### Data extracts
------
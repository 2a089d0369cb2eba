//! Vehicle categories and the set of categories exempt from congestion tax.

mod category;
mod exemptions;

pub use crate::vehicles::{
    category::{Vehicle, VehicleCategory},
    exemptions::VehicleExemptionSet,
};
//! Static data for pre-existing named toll-free calendars.
//!

pub mod bus;
pub mod gbg;

use std::collections::HashMap;

use crate::calendars::Cal;
use crate::error::{TaxError, TaxResult};

type CalendarData = (&'static [u8], &'static [(i32, u32, u32, u32)]);

fn get_data_by_name(name: &str) -> TaxResult<CalendarData> {
    let hmap: HashMap<&str, CalendarData> = HashMap::from([
        ("bus", (bus::WEEKMASK, bus::HOLIDAYS)),
        ("gbg", (gbg::WEEKMASK, gbg::HOLIDAYS)),
    ]);
    hmap.get(name)
        .copied()
        .ok_or_else(|| TaxError::UnknownCalendar(name.to_string()))
}

/// Return a pre-defined [`Cal`] by its case-insensitive name.
///
/// Available calendars are `"gbg"` (Gothenburg, 2013) and `"bus"` (weekends only).
pub fn get_calendar_by_name(name: &str) -> TaxResult<Cal> {
    let (week_mask, holidays) = get_data_by_name(&name.to_lowercase())?;
    Cal::from_ranges(holidays, week_mask)
}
------
### What to produce
Each record must be output word for word.

### Solution to this exercise
repository 2a089d0369cb2eba
//! Vehicle categories and the set of categories exempt from congestion tax.

mod category;
mod exemptions;

pub use crate::vehicles::{
    category::{Vehicle, VehicleCategory},
    exemptions::VehicleExemptionSet,
};
//! Static data for pre-existing named toll-free calendars.
//!

pub mod bus;
pub mod gbg;

use std::collections::HashMap;

use crate::calendars::Cal;
use crate::error::{TaxError, TaxResult};

type CalendarData = (&'static [u8], &'static [(i32, u32, u32, u32)]);

fn get_data_by_name(name: &str) -> TaxResult<CalendarData> {
    let hmap: HashMap<&str, CalendarData> = HashMap::from([
        ("bus", (bus::WEEKMASK, bus::HOLIDAYS)),
        ("gbg", (gbg::WEEKMASK, gbg::HOLIDAYS)),
    ]);
    hmap.get(name)
        .copied()
        .ok_or_else(|| TaxError::UnknownCalendar(name.to_string()))
}

/// Return a pre-defined [`Cal`] by its case-insensitive name.
///
/// Available calendars are `"gbg"` (Gothenburg, 2013) and `"bus"` (weekends only).
pub fn get_calendar_by_name(name: &str) -> TaxResult<Cal> {
    let (week_mask, holidays) = get_data_by_name(&name.to_lowercase())?;
    Cal::from_ranges(holidays, week_mask)
}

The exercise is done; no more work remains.